Они выдохлись через час и решили осмотреть стены. Может быть, есть дверь? Но двери не было. Глухой каменный карман. А та арка, сквозь которую они прошли, была обозначена пазами на стене шириной менее миллиметра. Тщательно пригнана дверь, и не за что уцепиться, нечем поддеть ее.
– Мы просто участвуем в реалити-шоу, – прошептала Лера и без сил опустилась на пол. – Костя… Не надо больше кричать. У меня звенит в ушах. Скоро нас выпустят, и мы посмеемся над своими страхами. Сядь ко мне.
– Конечно. Конечно, милая. Ты приляг, если хочешь, положи голову мне на колени. Вот так.
– Расскажи мне что-нибудь.
– Что?
– Что угодно, только о себе. Я ничего о тебе не знаю.
– Знаешь. Я рос в детском доме для слабовидящих.
– Про детский дом догадывалась. А…
– Я ничего не видел. Даже света. Но ты не поверишь, так тоже можно жить. Я привык, притерся ко тьме. Я думал, что знаю ее. Но тьму невозможно узнать, она хитрее тебя, потому что она – ничто. Отсутствие света.
– Я не понимаю, о чем ты говоришь.
– Не важно. Мать отказалась от меня, еще в роддоме.
– Ты не пытался отыскать ее?
– Попытался. Когда смог видеть. Но ее уже не было в живых.
– Извини.
– Какое смешное это американское «извини». Ты тут ни при чем. Она была алкоголичкой. Я не знал ее и любить не мог.
– Но был кто-то, кого ты любил.
– Да. Я любил девушку. Она как раз была слабовидящей, видела свет, силуэты… Эля рассказывала мне, как выглядит небо, солнце, дерево. Мы собирались пожениться. Нет, не собирались. Просто все говорили, что мы будем вместе, как будто это уже было кем-то решено. Она была не детдомовской, мы с ней учились в специальной школе. Она была очень красивая. Конечно, я не мог этого знать. Я трогал руками ее лицо, но всей красоты не постигал.
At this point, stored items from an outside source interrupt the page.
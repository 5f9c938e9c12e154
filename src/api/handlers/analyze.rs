//! Handler for the analyze pipeline: validate, OCR, LLM, best-effort save.

use super::user_id_from_headers;
use crate::api::models::analyze::{AnalyzeRequest, AnalyzeResponse};
use crate::db::handlers::History;
use crate::db::models::history::HistoryCreateDBRequest;
use crate::errors::{Error, Result};
use crate::image::decode_data_uri;
use crate::ocr::Extraction;
use crate::AppState;
use axum::extract::State;
use axum::http::HeaderMap;
use axum::Json;
use tracing::{debug, info, instrument, warn};

/// Analyze a document image.
///
/// The pipeline is OCR then LLM then a best-effort history insert: a database
/// failure is logged and the analysis is still returned.
#[utoipa::path(
    post,
    path = "/api/analyze",
    request_body = AnalyzeRequest,
    responses(
        (status = 200, description = "Document analyzed", body = AnalyzeResponse),
        (status = 400, description = "Invalid image, missing fields, or no readable text"),
        (status = 500, description = "Provider failure or misconfiguration"),
    ),
    tag = "analyze"
)]
#[instrument(skip_all)]
pub async fn analyze_document(
    State(state): State<AppState>,
    headers: HeaderMap,
    Json(request): Json<AnalyzeRequest>,
) -> Result<Json<AnalyzeResponse>> {
    let image = request.image.as_deref().filter(|s| !s.is_empty()).ok_or(Error::BadRequest {
        message: "El campo \"image\" es obligatorio".to_string(),
    })?;
    let description = request
        .description
        .as_deref()
        .map(str::trim)
        .filter(|s| !s.is_empty())
        .ok_or(Error::BadRequest {
            message: "El campo \"description\" es obligatorio".to_string(),
        })?;

    let decoded = decode_data_uri(image)?;
    debug!(kind = decoded.kind.content_type(), bytes = decoded.len(), "image decoded");

    let extracted_text = match state.ocr.extract(&decoded).await? {
        Extraction::Text(text) => text,
        Extraction::NoText => {
            return Err(Error::BadRequest {
                message: "El documento no contiene texto legible o la imagen no es válida".to_string(),
            });
        }
    };

    let analysis = state.analyzer.analyze(&extracted_text, description).await?;
    info!(label = %analysis.label, "analysis completed");

    // Persistence is best-effort: the analysis result is already in hand.
    match &state.db {
        Some(pool) => {
            let save_request = HistoryCreateDBRequest {
                user_id: user_id_from_headers(&headers),
                description: description.to_string(),
                extracted_text: extracted_text.clone(),
                summary: analysis.summary.clone(),
                label: analysis.label.clone(),
                detected_info: serde_json::to_value(&analysis.detected_info).ok(),
                tags: analysis.tags.clone(),
            };
            let saved = async {
                let mut conn = pool.acquire().await?;
                History::new(&mut conn).save(&save_request).await.map_err(anyhow::Error::from)
            }
            .await;
            if let Err(error) = saved {
                warn!("failed to save analysis to history: {error:#}");
            }
        }
        None => debug!("no database configured, skipping history save"),
    }

    Ok(Json(AnalyzeResponse::new(extracted_text, analysis)))
}

#[cfg(test)]
mod tests {
    use crate::analysis::Unconfigured;
    use crate::db::handlers::History;
    use crate::ocr::Disabled;
    use crate::test_utils::{png_data_uri, test_server, test_state, StubAnalyzer, StubOcr};
    use axum::http::StatusCode;
    use serde_json::json;
    use sqlx::PgPool;
    use std::sync::Arc;

    #[test_log::test(tokio::test)]
    async fn analyzes_a_document_without_a_database() {
        let ocr = StubOcr::with_text("Hola mundo");
        let analyzer = StubAnalyzer::with_label("Nota");
        let server = test_server(test_state(None, ocr.clone(), analyzer.clone()));

        let response = server
            .post("/api/analyze")
            .json(&json!({ "image": png_data_uri(), "description": "una nota breve" }))
            .await;

        response.assert_status_ok();
        let body: serde_json::Value = response.json();
        assert_eq!(body["extractedText"], "Hola mundo");
        assert_eq!(body["label"], "Nota");
        assert_eq!(body["summary"], "Resumen de: una nota breve");
        assert_eq!(body["detectedInfo"]["documentType"], "Nota");
        assert_eq!(body["tags"][0], "Nota");
        assert_eq!(ocr.calls(), 1);
        assert_eq!(analyzer.calls(), 1);
    }

    #[tokio::test]
    async fn missing_image_is_a_400_before_any_provider_call() {
        let ocr = StubOcr::with_text("Hola");
        let server = test_server(test_state(None, ocr.clone(), StubAnalyzer::with_label("Nota")));

        let response = server.post("/api/analyze").json(&json!({ "description": "nota" })).await;

        response.assert_status(StatusCode::BAD_REQUEST);
        let body: serde_json::Value = response.json();
        assert_eq!(body["message"], "El campo \"image\" es obligatorio");
        assert_eq!(ocr.calls(), 0);
    }

    #[tokio::test]
    async fn blank_description_is_a_400() {
        let ocr = StubOcr::with_text("Hola");
        let server = test_server(test_state(None, ocr.clone(), StubAnalyzer::with_label("Nota")));

        let response = server
            .post("/api/analyze")
            .json(&json!({ "image": png_data_uri(), "description": "   " }))
            .await;

        response.assert_status(StatusCode::BAD_REQUEST);
        let body: serde_json::Value = response.json();
        assert_eq!(body["message"], "El campo \"description\" es obligatorio");
        assert_eq!(ocr.calls(), 0);
    }

    #[tokio::test]
    async fn invalid_data_uri_is_a_400() {
        let server = test_server(test_state(None, StubOcr::with_text("x"), StubAnalyzer::with_label("Nota")));

        let response = server
            .post("/api/analyze")
            .json(&json!({ "image": "http://example.com/image.png", "description": "nota" }))
            .await;

        response.assert_status(StatusCode::BAD_REQUEST);
        let body: serde_json::Value = response.json();
        assert_eq!(body["message"], "La imagen debe ser un data URI válido (data:image/...;base64,...)");
    }

    #[tokio::test]
    async fn unreadable_document_is_a_400_and_skips_the_analyzer() {
        let analyzer = StubAnalyzer::with_label("Nota");
        let server = test_server(test_state(None, StubOcr::blank(), analyzer.clone()));

        let response = server
            .post("/api/analyze")
            .json(&json!({ "image": png_data_uri(), "description": "nota" }))
            .await;

        response.assert_status(StatusCode::BAD_REQUEST);
        let body: serde_json::Value = response.json();
        assert_eq!(body["message"], "El documento no contiene texto legible o la imagen no es válida");
        assert_eq!(analyzer.calls(), 0);
    }

    #[tokio::test]
    async fn unconfigured_ocr_backend_is_a_500() {
        let server = test_server(test_state(None, Arc::new(Disabled), StubAnalyzer::with_label("Nota")));

        let response = server
            .post("/api/analyze")
            .json(&json!({ "image": png_data_uri(), "description": "nota" }))
            .await;

        response.assert_status(StatusCode::INTERNAL_SERVER_ERROR);
        let body: serde_json::Value = response.json();
        assert_eq!(body["error"], "Error interno del servidor");
    }

    #[tokio::test]
    async fn unconfigured_analyzer_is_a_500() {
        let server = test_server(test_state(None, StubOcr::with_text("Hola"), Arc::new(Unconfigured)));

        let response = server
            .post("/api/analyze")
            .json(&json!({ "image": png_data_uri(), "description": "nota" }))
            .await;

        response.assert_status(StatusCode::INTERNAL_SERVER_ERROR);
    }

    #[sqlx::test]
    #[test_log::test]
    async fn successful_analysis_is_persisted_with_the_user_id(pool: PgPool) {
        let server = test_server(test_state(
            Some(pool.clone()),
            StubOcr::with_text("Hola mundo"),
            StubAnalyzer::with_label("Nota"),
        ));

        let response = server
            .post("/api/analyze")
            .add_header("x-user-id", "user-1")
            .json(&json!({ "image": png_data_uri(), "description": "una nota" }))
            .await;
        response.assert_status_ok();

        let mut conn = pool.acquire().await.unwrap();
        let rows = History::new(&mut conn).list(Some("user-1"), 50, 0).await.unwrap();
        assert_eq!(rows.len(), 1);
        assert_eq!(rows[0].extracted_text, "Hola mundo");
        assert_eq!(rows[0].label, "Nota");
        assert_eq!(rows[0].description, "una nota");
        assert!(rows[0].detected_info.is_some());
    }

    #[sqlx::test]
    async fn anonymous_requests_persist_without_a_user_id(pool: PgPool) {
        let server = test_server(test_state(
            Some(pool.clone()),
            StubOcr::with_text("Hola"),
            StubAnalyzer::with_label("Nota"),
        ));

        server
            .post("/api/analyze")
            .json(&json!({ "image": png_data_uri(), "description": "una nota" }))
            .await
            .assert_status_ok();

        let mut conn = pool.acquire().await.unwrap();
        let rows = History::new(&mut conn).list(None, 50, 0).await.unwrap();
        assert_eq!(rows.len(), 1);
        assert!(rows[0].user_id.is_none());
    }
}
– Почему вы не поженились?
– В детский дом приехала Елена Николаевна. Я был уже выпускником. Собирался работать на заводе, где делают бельевые прищепки и другую ерунду. Слепые делают. Во время медосмотра выяснилось как-то, что меня можно прооперировать, и я буду видеть. Елена Николаевна дала денег, очень много. Меня оперировали в Америке. Она была там со мной.
– Она красивая?
– Валька, она старая. Ей, наверное, сто лет.
– Наверное, лет сорок. И она красивая.
– Пойми, сто лет – это не фраза. Это реальные сто лет. Я понял это, когда ее увидел. Своими глазами, новыми глазами. И тогда у меня произошел, как у птенцов, что из яйца вылупляются, импритинг. Я привязался к ней, больше было не к кому. Она подарила этот мир, на который я не мог наглядеться. Она подарила мне видеокамеру, и я начал снимать.
– По твоим сюжетам не скажешь, что ты полюбил этот мир.
– Я знал, что ты так думаешь. Но я не могу пройти мимо чужой боли. Пепел Клааса бьется в мое сердце, помнишь? Я чувствовал, что порой это используется на потребу людскому любопытству, но знал – рано или поздно я вырвусь, я смогу… Нет, тебе это не интересно.